「アットホームな介護サービス」について
介護サービス事業者の中には、「アットホームなサービスを提供します」ということを言う事業者があります。
実は私は、介護サービスにおいて「アットホーム・家庭的なサービス」ということはあまり好きではありません。
しかし、私の勤める事業所のパンフレットの中には、「アットホームな介護サービス」という言葉が使われています。
ですから、アットホームを完全に否定してしまうわけにはいきません。
今日は、「アットホーム・家庭的な介護サービス」について考えてみたいと思います。
アットホームな介護サービスとは?
そもそも、アットホームな介護サービスとはどういう意味なのでしょうか?
「家庭的」であったり、「自分の家のようにくつろげる」という意味合いなのだと思います。
しかし介護現場では、利用者に対しては「敬語」で、とか、「利用者はお客様」です、といったことが言われますね。

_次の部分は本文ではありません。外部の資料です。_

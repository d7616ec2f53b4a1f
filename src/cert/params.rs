use bon::Builder;
use const_oid::ObjectIdentifier;
use der::{Tag, Tagged};
use der::asn1::{Any, SetOfVec};
use time::Duration;
use time::OffsetDateTime;
use x509_cert::attr::AttributeTypeAndValue;
use x509_cert::name::{RdnSequence, RelativeDistinguishedName};

use super::extensions::ToAndFromX509Extension;
use crate::error::CertTreeError;
use crate::key::PublicKey;
use crate::role::Role;

/// Default validity period of an issued certificate, in days.
pub const DEFAULT_VALID_DAYS: u32 = 360;

/// Longest accepted validity period, in days.
pub const MAX_VALID_DAYS: u32 = 36_500;

/// Parameters for building an X.509 certificate.
///
/// # Fields
/// * `subject` - The subject name; becomes the CN and the SAN DNS name.
/// * `organization` - Optional organization (O) attribute.
/// * `role` - Selects the extension profile.
/// * `subject_public_key` - The public key of the certificate subject.
/// * `valid_days` - Length of the validity window starting now.
#[derive(Clone, Debug, Builder)]
pub struct CertificateRequest {
    #[builder(into)]
    pub subject: String,
    #[builder(into)]
    pub organization: Option<String>,
    pub role: Role,
    pub subject_public_key: PublicKey,
    #[builder(default = DEFAULT_VALID_DAYS)]
    pub valid_days: u32,
}

impl CertificateRequest {
    /// Distinguished name of the requested subject.
    pub fn subject_name(&self) -> DistinguishedName {
        DistinguishedName {
            common_name: self.subject.clone(),
            organization: self.organization.clone(),
        }
    }
}

/// Distinguished name of a certificate subject or issuer.
///
/// Only the common name is required; the organization is emitted only when
/// explicitly supplied.
#[derive(Clone, Debug, Builder, Default, PartialEq, Eq)]
pub struct DistinguishedName {
    #[builder(into)]
    pub common_name: String,
    #[builder(into)]
    pub organization: Option<String>,
}

impl DistinguishedName {
    /// Converts the distinguished name to an X.509 name, one attribute per RDN.
    pub fn as_x509_name(&self) -> Result<x509_cert::name::DistinguishedName, CertTreeError> {
        let mut rdns = vec![rdn(const_oid::db::rfc4519::CN, &self.common_name)?];
        if let Some(org) = &self.organization {
            rdns.push(rdn(const_oid::db::rfc4519::O, org)?);
        }
        Ok(RdnSequence(rdns))
    }

    /// Creates a `DistinguishedName` from an X.509 name, keeping CN and O.
    pub fn from_x509_name(
        x509dn: &x509_cert::name::DistinguishedName,
    ) -> Result<Self, CertTreeError> {
        let mut name = DistinguishedName::default();

        for rdn in x509dn.0.iter() {
            for attr in rdn.0.iter() {
                if attr.oid == const_oid::db::rfc4519::CN {
                    name.common_name = decode_directory_string(&attr.value)?;
                } else if attr.oid == const_oid::db::rfc4519::O {
                    name.organization = Some(decode_directory_string(&attr.value)?);
                }
            }
        }

        Ok(name)
    }
}

fn rdn(oid: ObjectIdentifier, value: &str) -> Result<RelativeDistinguishedName, CertTreeError> {
    let atv = AttributeTypeAndValue {
        oid,
        value: Any::new(Tag::Utf8String, value.as_bytes())?,
    };
    Ok(RelativeDistinguishedName(SetOfVec::try_from(vec![atv])?))
}

fn decode_directory_string(value: &Any) -> Result<String, CertTreeError> {
    match value.tag() {
        Tag::Utf8String | Tag::PrintableString | Tag::Ia5String => {
            String::from_utf8(value.value().to_vec())
                .map_err(|e| CertTreeError::DecodingError(e.to_string()))
        }
        other => Err(CertTreeError::DecodingError(format!(
            "Unsupported directory string tag {other}"
        ))),
    }
}

/// Certificate validity period.
#[derive(Clone, Debug)]
pub struct Validity {
    pub not_before: OffsetDateTime,
    pub not_after: OffsetDateTime,
}

impl Validity {
    /// Creates a validity period starting now for the given number of days.
    ///
    /// Both bounds are truncated to whole seconds, the resolution of UTCTime.
    /// Fails with [`CertTreeError::ConfigError`] if the end date is not
    /// representable.
    pub fn for_days(days: u32) -> Result<Self, CertTreeError> {
        let now = OffsetDateTime::now_utc();
        let now = now.replace_nanosecond(0).unwrap_or(now);
        let not_after = now
            .checked_add(Duration::days(i64::from(days)))
            .ok_or_else(|| {
                CertTreeError::ConfigError(format!("validity of {days} days is out of range"))
            })?;
        Ok(Self {
            not_before: now,
            not_after,
        })
    }
}

/// Represents an X.509 extension.
///
/// # Fields
/// * `oid` - The object identifier of the extension.
/// * `critical` - Indicates if the extension is critical.
/// * `value` - The DER-encoded value of the extension.
#[derive(Clone, Debug, PartialEq, Eq)]
pub struct ExtensionParam {
    pub oid: ObjectIdentifier,
    pub critical: bool,
    /// DER-encoded extension value
    pub value: Vec<u8>,
}

impl ExtensionParam {
    /// Creates an `ExtensionParam` from a specific extension.
    pub fn from_extension<E: ToAndFromX509Extension>(
        extension: E,
        critical: bool,
    ) -> Result<Self, CertTreeError> {
        Ok(Self {
            oid: E::OID,
            critical,
            value: extension.to_x509_extension_value()?,
        })
    }

    /// Decodes an `ExtensionParam` into a specific extension.
    pub fn to_extension<E: ToAndFromX509Extension>(&self) -> Result<E, CertTreeError> {
        E::from_x509_extension_value(&self.value)
    }
}

#[cfg(test)]
mod tests {
    use super::*;

    #[test]
    fn test_name_without_organization_has_single_rdn() {
        let dn = DistinguishedName::builder().common_name("subca1").build();
        let x509 = dn.as_x509_name().unwrap();
        assert_eq!(x509.0.len(), 1);
        assert_eq!(x509.to_string(), "CN=subca1");
        assert_eq!(DistinguishedName::from_x509_name(&x509).unwrap(), dn);
    }

    #[test]
    fn test_name_with_organization_round_trips() {
        let dn = DistinguishedName::builder()
            .common_name("server.example.org")
            .organization("Example, Inc.")
            .build();
        let x509 = dn.as_x509_name().unwrap();
        assert_eq!(x509.0.len(), 2);
        assert_eq!(DistinguishedName::from_x509_name(&x509).unwrap(), dn);
    }

    #[test]
    fn test_validity_window_is_whole_days() {
        let validity = Validity::for_days(DEFAULT_VALID_DAYS).unwrap();
        assert_eq!(validity.not_before.nanosecond(), 0);
        assert_eq!(
            validity.not_after - validity.not_before,
            Duration::days(360)
        );
    }

    #[test]
    fn test_validity_past_calendar_end_is_config_error() {
        assert!(matches!(
            Validity::for_days(u32::MAX),
            Err(CertTreeError::ConfigError(_))
        ));
        assert!(Validity::for_days(MAX_VALID_DAYS).is_ok());
    }
}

「家庭的」「自分の家のように」という意味からすると、それは矛盾しているように思えます。
普通は家族どうして敬語で話したり、家族同士でお客様扱いするようなことはありませんからね。
「アットホーム」と「利用者はお客様」を同時に言うのは、完全に矛盾しているように思われます。
「アットホーム」「介護」「サービス」
アットホームな介護サービスの中には、「アットホーム」「介護」「サービス」という3つのキーワードが含まれています。
それぞれについて考えてみましょう。
「アットホーム」については前述したとおり、「家庭的」であったり、「自分の家のようにくつろげる」という意味合いだと思います。
そもそも「介護」とは?
では次に、「介護」について考えてみましょう。
社会福祉士介護福祉士法、第4章(誠実義務)第44の2には次のようにあります。
社会福祉士及び介護福祉士は、その担当する者が個人の尊厳を保持し、自立した日常生活を営むことができるよう、常にその者の立場に立って、誠実にその業務を行わなければならない。
そこからすると、利用者個人の尊厳を保持し、自立した日常生活を営むことができるようにすることが「介護」なのかな・・・?
「サービス」とは?
次にサービスについて考えてみましょう。
「サービス」とは、自分でできるけれど人から受けたいもの(こと)ではないでしょうか。
しかし、自分でやるより人にやってもらった方が「楽」は、前述の自立支援の考え方に反しています。
「サービス」では、そのサービスを受けた時に「気持ちよくなれる」ということが大切なのではないでしょうか。
気持ちよくなれなかったり、むしろ嫌な気分になったりするのは、「いらん世話」というのではないでしょうか。
「アットホームな介護」とは?
ここまでの話しを踏まえて、「アットホームな介護」について考えてみたいと思います。
家庭的な介護? 家庭で行うような介護?のことでしょうか?
これは完全な私の持論になりますが、「アットホームな介護」とは、「お世話」のことではないでしょうか。
「介護」と「お世話」の違い?
ここで「お世話」というキーワードが出てきました。
私たち介護職が行う「介護」が、家庭で行うような介護「お世話」で良いはずがありません。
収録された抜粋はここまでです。